→ What is required
In the listing, some lines may hold the string "products"; report how many do, as a bare number.

■ ■ ■

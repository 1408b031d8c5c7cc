//! Home page route handlers.

use askama::Template;
use askama_web::WebTemplate;
use axum::{extract::State, response::IntoResponse};
use rand::seq::IndexedRandom;
use tracing::instrument;

use pixelpunk_core::{ArchiveItem, HeroContent, Product};

use crate::filters;
use crate::state::AppState;

/// Vault card display data for templates.
#[derive(Clone)]
pub struct ProductCardView {
    pub id: String,
    pub name: String,
    pub price: String,
    pub sold: bool,
    pub category: String,
    pub image_url: String,
    pub era: String,
    pub carbon_saved: String,
}

impl From<&Product> for ProductCardView {
    fn from(product: &Product) -> Self {
        Self {
            id: product.id.to_string(),
            name: product.name.clone(),
            price: product.price.to_string(),
            sold: !product.status.is_available(),
            category: product.category.clone(),
            image_url: product.image_url.clone(),
            era: product.era.clone(),
            carbon_saved: product.carbon_saved.clone(),
        }
    }
}

/// Archive entry display data for templates.
#[derive(Clone)]
pub struct ArchiveCardView {
    pub title: String,
    pub image_url: String,
    pub description: String,
    pub date: String,
    pub tags: Vec<String>,
}

impl From<&ArchiveItem> for ArchiveCardView {
    fn from(item: &ArchiveItem) -> Self {
        Self {
            title: item.title.clone(),
            image_url: item.image_url.clone(),
            description: item.description.clone(),
            date: item.date.clone(),
            tags: item.tags.clone(),
        }
    }
}

/// Home page template.
#[derive(Template, WebTemplate)]
#[template(path = "index.html")]
pub struct HomeTemplate {
    pub hero: HeroContent,
    pub marquee: Vec<String>,
    pub products: Vec<ProductCardView>,
    pub archive_items: Vec<ArchiveCardView>,
    pub curator_enabled: bool,
}

/// FOMO ticker fragment template (for HTMX polling).
#[derive(Template, WebTemplate)]
#[template(path = "partials/fomo.html")]
pub struct FomoTemplate {
    pub message: Option<String>,
}

/// Display the home page.
#[instrument(skip(state))]
pub async fn home(State(state): State<AppState>) -> impl IntoResponse {
    let content = state.content().content();

    HomeTemplate {
        hero: content.hero.clone(),
        marquee: content.marquee.clone(),
        products: content.products.iter().map(ProductCardView::from).collect(),
        archive_items: content
            .archive_items
            .iter()
            .map(ArchiveCardView::from)
            .collect(),
        curator_enabled: state.curator().is_some(),
    }
}

/// Serve one random FOMO message (HTMX polls this every few seconds).
#[instrument(skip(state))]
pub async fn fomo(State(state): State<AppState>) -> impl IntoResponse {
    let pool = state.content().content().fomo_messages;
    let message = pool.choose(&mut rand::rng()).cloned();
    FomoTemplate { message }
}
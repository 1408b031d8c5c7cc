//! PixelPunk Storefront - public archive site.
//!
//! This binary serves the storefront on port 3000.
//!
//! # Architecture
//!
//! - Axum web framework with HTMX for interactivity
//! - Askama templates for server-side rendering
//! - A hosted document store for editable site content, with a local JSON
//!   cache fallback so the site works offline
//! - A hosted media CDN for admin image uploads
//! - A hosted generative-model API for the optional AI curator
//!
//! The admin editor lives under `/admin` behind a session gate; there is no
//! separate admin binary because the only privileged credential is the
//! operator password.

#![cfg_attr(not(test), forbid(unsafe_code))]

use pixelpunk_storefront::config::StorefrontConfig;
use pixelpunk_storefront::state::AppState;

use sentry::integrations::tracing as sentry_tracing;
use tower_http::services::ServeDir;
use tracing_subscriber::{layer::SubscriberExt, util::SubscriberInitExt};

/// Initialize Sentry error tracking and return guard that must be kept alive.
fn init_sentry(config: &StorefrontConfig) -> Option<sentry::ClientInitGuard> {
    let dsn = config.sentry_dsn.as_ref()?;

    let guard = sentry::init((
        dsn.as_str(),
        sentry::ClientOptions {
            release: sentry::release_name!(),
            environment: config
                .sentry_environment
                .clone()
                .map(std::borrow::Cow::Owned),
            sample_rate: config.sentry_sample_rate,
            traces_sample_rate: config.sentry_traces_sample_rate,
            attach_stacktrace: true,
            ..Default::default()
        },
    ));

    tracing::info!("Sentry initialized");
    Some(guard)
}

/// Filter tracing events to Sentry event types.
fn sentry_event_filter(metadata: &tracing::Metadata<'_>) -> sentry_tracing::EventFilter {
    match *metadata.level() {
        tracing::Level::ERROR | tracing::Level::WARN => sentry_tracing::EventFilter::Event,
        tracing::Level::INFO | tracing::Level::DEBUG => sentry_tracing::EventFilter::Breadcrumb,
        _ => sentry_tracing::EventFilter::Ignore,
    }
}

#[tokio::main]
async fn main() {
    // Load configuration from environment (needed for Sentry init)
    let config = StorefrontConfig::from_env().expect("Failed to load configuration");

    // Initialize Sentry (must be done before tracing subscriber)
    let _sentry_guard = init_sentry(&config);

    // Initialize tracing with EnvFilter and Sentry integration
    // Defaults to info level for our crate if RUST_LOG is not set
    let env_filter = tracing_subscriber::EnvFilter::try_from_default_env()
        .unwrap_or_else(|_| "pixelpunk_storefront=info,pixelpunk_content=info,tower_http=debug".into());

    tracing_subscriber::registry()
        .with(env_filter)
        .with(tracing_subscriber::fmt::layer())
        .with(sentry_tracing::layer().event_filter(sentry_event_filter))
        .init();

    // Build application state; the content facade starts from the local
    // cache so the first request never waits on the remote store.
    let state = AppState::new(config.clone()).expect("Failed to initialize application state");

    // Synchronize with the remote content store in the background
    let content = state.content().clone();
    tokio::spawn(async move {
        content.init().await;
    });

    // Build router
    let app = pixelpunk_storefront::app(state.clone())
        .nest_service("/static", ServeDir::new("crates/storefront/static"))
        // Sentry layers (outermost for full request coverage)
        .layer(sentry_tower::NewSentryLayer::new_from_top())
        .layer(sentry_tower::SentryHttpLayer::new().enable_transaction());

    // Start server
    let addr = config.socket_addr();
    tracing::info!("storefront listening on {}", addr);

    let listener = tokio::net::TcpListener::bind(addr)
        .await
        .expect("Failed to bind to address");

    axum::serve(listener, app)
        .with_graceful_shutdown(shutdown_signal())
        .await
        .expect("Server error");

    // Flush the content cache on the way out
    state.content().dispose();
}

/// Wait for shutdown signal (Ctrl+C or SIGTERM).
async fn shutdown_signal() {
    let ctrl_c = async {
        tokio::signal::ctrl_c()
            .await
            .expect("Failed to install Ctrl+C handler");
    };

    #[cfg(unix)]
    let terminate = async {
        tokio::signal::unix::signal(tokio::signal::unix::SignalKind::terminate())
            .expect("Failed to install signal handler")
            .recv()
            .await;
    };

    #[cfg(not(unix))]
    let terminate = std::future::pending::<()>();

    tokio::select! {
        () = ctrl_c => {},
        () = terminate => {},
    }

    tracing::info!("Shutdown signal received, starting graceful shutdown");
}
//! REST client for the hosted generative-model service.
//!
//! Covers the two single-shot capabilities: garment analysis
//! (image + instruction in, free text out) and concept generation
//! (prompt in, one image out). Both block until the service responds;
//! failures surface inline with no retry.

use base64::Engine as _;
use base64::engine::general_purpose::STANDARD as BASE64;
use reqwest::header::{CONTENT_TYPE, HeaderMap, HeaderValue};
use secrecy::ExposeSecret;
use serde::{Deserialize, Serialize};
use tracing::instrument;

use crate::config::CuratorConfig;

use super::error::CuratorError;
use super::live::LiveSession;

const API_BASE_URL: &str = "https://generativelanguage.googleapis.com/v1beta";

/// Fixed instruction for garment analysis.
const ANALYSIS_INSTRUCTION: &str =
    "Analyze this vintage garment. Identify the likely era, fabric type, construction details, \
     and historical significance. Provide styling advice for a modern context.";

/// Client for the hosted model service.
///
/// Cheaply cloneable; holds the HTTP client and model ids.
#[derive(Clone)]
pub struct CuratorClient {
    client: reqwest::Client,
    config: CuratorConfig,
}

impl CuratorClient {
    /// Create a new curator client.
    ///
    /// # Errors
    ///
    /// Returns `CuratorError::Parse` if the API key contains characters that
    /// cannot appear in a header, and `CuratorError::Http` if the HTTP
    /// client fails to build.
    pub fn new(config: &CuratorConfig) -> Result<Self, CuratorError> {
        let mut headers = HeaderMap::new();
        headers.insert(CONTENT_TYPE, HeaderValue::from_static("application/json"));
        headers.insert(
            "x-goog-api-key",
            HeaderValue::from_str(config.api_key.expose_secret())
                .map_err(|e| CuratorError::Parse(format!("invalid API key for header: {e}")))?,
        );

        let client = reqwest::Client::builder().default_headers(headers).build()?;

        Ok(Self {
            client,
            config: config.clone(),
        })
    }

    /// Analyze a garment photo and return the curator's text.
    ///
    /// # Errors
    ///
    /// Returns `CuratorError` if the request fails, the service rejects it,
    /// or the response carries no text.
    #[instrument(skip(self, image_bytes), fields(model = %self.config.analysis_model, mime = mime_type, size = image_bytes.len()))]
    pub async fn analyze(
        &self,
        image_bytes: &[u8],
        mime_type: &str,
    ) -> Result<String, CuratorError> {
        let url = format!(
            "{API_BASE_URL}/models/{}:generateContent",
            self.config.analysis_model
        );

        let request = GenerateContentRequest {
            contents: vec![Content {
                parts: vec![
                    Part {
                        inline_data: Some(InlineData {
                            mime_type: mime_type.to_owned(),
                            data: BASE64.encode(image_bytes),
                        }),
                        text: None,
                    },
                    Part {
                        inline_data: None,
                        text: Some(ANALYSIS_INSTRUCTION.to_owned()),
                    },
                ],
            }],
        };

        let response = self.client.post(&url).json(&request).send().await?;
        let response = check(response).await?;

        let body: GenerateContentResponse = response
            .json()
            .await
            .map_err(|e| CuratorError::Parse(e.to_string()))?;

        let text: String = body
            .candidates
            .into_iter()
            .next()
            .map(|candidate| {
                candidate
                    .content
                    .parts
                    .into_iter()
                    .filter_map(|part| part.text)
                    .collect::<Vec<_>>()
                    .join("")
            })
            .unwrap_or_default();

        if text.is_empty() {
            return Err(CuratorError::EmptyResponse(
                "analysis returned no text".to_string(),
            ));
        }
        Ok(text)
    }

    /// Generate one editorial concept render and return it as a data URI.
    ///
    /// The prompt is wrapped in the archive's editorial photography framing
    /// before it reaches the model.
    ///
    /// # Errors
    ///
    /// Returns `CuratorError` if the request fails, the service rejects it,
    /// or no image comes back.
    #[instrument(skip(self, prompt), fields(model = %self.config.image_model))]
    pub async fn generate_concept(&self, prompt: &str) -> Result<String, CuratorError> {
        let url = format!("{API_BASE_URL}/models/{}:predict", self.config.image_model);

        let request = PredictRequest {
            instances: vec![PredictInstance {
                prompt: editorial_prompt(prompt),
            }],
            parameters: PredictParameters {
                sample_count: 1,
                aspect_ratio: "3:4".to_owned(),
            },
        };

        let response = self.client.post(&url).json(&request).send().await?;
        let response = check(response).await?;

        let body: PredictResponse = response
            .json()
            .await
            .map_err(|e| CuratorError::Parse(e.to_string()))?;

        let image = body
            .predictions
            .into_iter()
            .next()
            .ok_or_else(|| CuratorError::EmptyResponse("no image generated".to_string()))?;

        let mime = if image.mime_type.is_empty() {
            "image/jpeg".to_owned()
        } else {
            image.mime_type
        };
        Ok(format!("data:{mime};base64,{}", image.bytes_base64_encoded))
    }

    /// Open a bidirectional audio session with the curator persona.
    ///
    /// # Errors
    ///
    /// Returns `CuratorError::Session` if the streaming connection or the
    /// session setup fails.
    pub async fn start_live_session(&self) -> Result<LiveSession, CuratorError> {
        LiveSession::connect(&self.config).await
    }
}

/// Wrap a concept idea in the archive's editorial photography framing.
fn editorial_prompt(prompt: &str) -> String {
    format!(
        "A professional studio editorial photograph of a high-end vintage fashion piece: \
         {prompt}. High fashion aesthetic, dramatic lighting, detailed textures, 8k resolution, \
         cinematic composition."
    )
}

/// Map a non-success response to a `CuratorError`.
async fn check(response: reqwest::Response) -> Result<reqwest::Response, CuratorError> {
    let status = response.status();
    if status.is_success() {
        Ok(response)
    } else {
        let message = response.text().await.unwrap_or_default();
        Err(CuratorError::Api {
            status: status.as_u16(),
            message,
        })
    }
}

// =============================================================================
// Wire types
// =============================================================================

#[derive(Debug, Serialize)]
struct GenerateContentRequest {
    contents: Vec<Content>,
}

#[derive(Debug, Serialize, Deserialize)]
struct Content {
    parts: Vec<Part>,
}

#[derive(Debug, Serialize, Deserialize)]
struct Part {
    #[serde(rename = "inlineData", skip_serializing_if = "Option::is_none")]
    inline_data: Option<InlineData>,
    #[serde(skip_serializing_if = "Option::is_none")]
    text: Option<String>,
}

#[derive(Debug, Serialize, Deserialize)]
struct InlineData {
    #[serde(rename = "mimeType")]
    mime_type: String,
    data: String,
}

#[derive(Debug, Deserialize)]
struct GenerateContentResponse {
    #[serde(default)]
    candidates: Vec<Candidate>,
}

#[derive(Debug, Deserialize)]
struct Candidate {
    content: Content,
}

#[derive(Debug, Serialize)]
struct PredictRequest {
    instances: Vec<PredictInstance>,
    parameters: PredictParameters,
}

#[derive(Debug, Serialize)]
struct PredictInstance {
    prompt: String,
}

#[derive(Debug, Serialize)]
#[serde(rename_all = "camelCase")]
struct PredictParameters {
    sample_count: u32,
    aspect_ratio: String,
}

#[derive(Debug, Deserialize)]
struct PredictResponse {
    #[serde(default)]
    predictions: Vec<Prediction>,
}

#[derive(Debug, Deserialize)]
#[serde(rename_all = "camelCase")]
struct Prediction {
    bytes_base64_encoded: String,
    #[serde(default)]
    mime_type: String,
}

#[cfg(test)]
mod tests {
    use super::*;

    #[test]
    fn test_editorial_prompt_wraps_idea() {
        let wrapped = editorial_prompt("a 70s suede trench coat");
        assert!(wrapped.contains("a 70s suede trench coat"));
        assert!(wrapped.starts_with("A professional studio editorial photograph"));
    }

    #[test]
    fn test_generate_content_response_parses_text() {
        let raw = r#"{
            "candidates": [
                {"content": {"parts": [{"text": "Likely late-80s wool."}, {"text": " Pair with wide trousers."}]}}
            ]
        }"#;
        let body: GenerateContentResponse = serde_json::from_str(raw).expect("parse");
        let text: String = body
            .candidates
            .into_iter()
            .next()
            .map(|c| c.content.parts.into_iter().filter_map(|p| p.text).collect())
            .unwrap_or_default();
        assert_eq!(text, "Likely late-80s wool. Pair with wide trousers.");
    }

    #[test]
    fn test_predict_response_parses_image() {
        let raw = r#"{
            "predictions": [{"bytesBase64Encoded": "aGVsbG8=", "mimeType": "image/jpeg"}]
        }"#;
        let body: PredictResponse = serde_json::from_str(raw).expect("parse");
        let image = body.predictions.into_iter().next().expect("image");
        assert_eq!(image.bytes_base64_encoded, "aGVsbG8=");
        assert_eq!(image.mime_type, "image/jpeg");
    }
}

■ ■ ■

→ Response area
2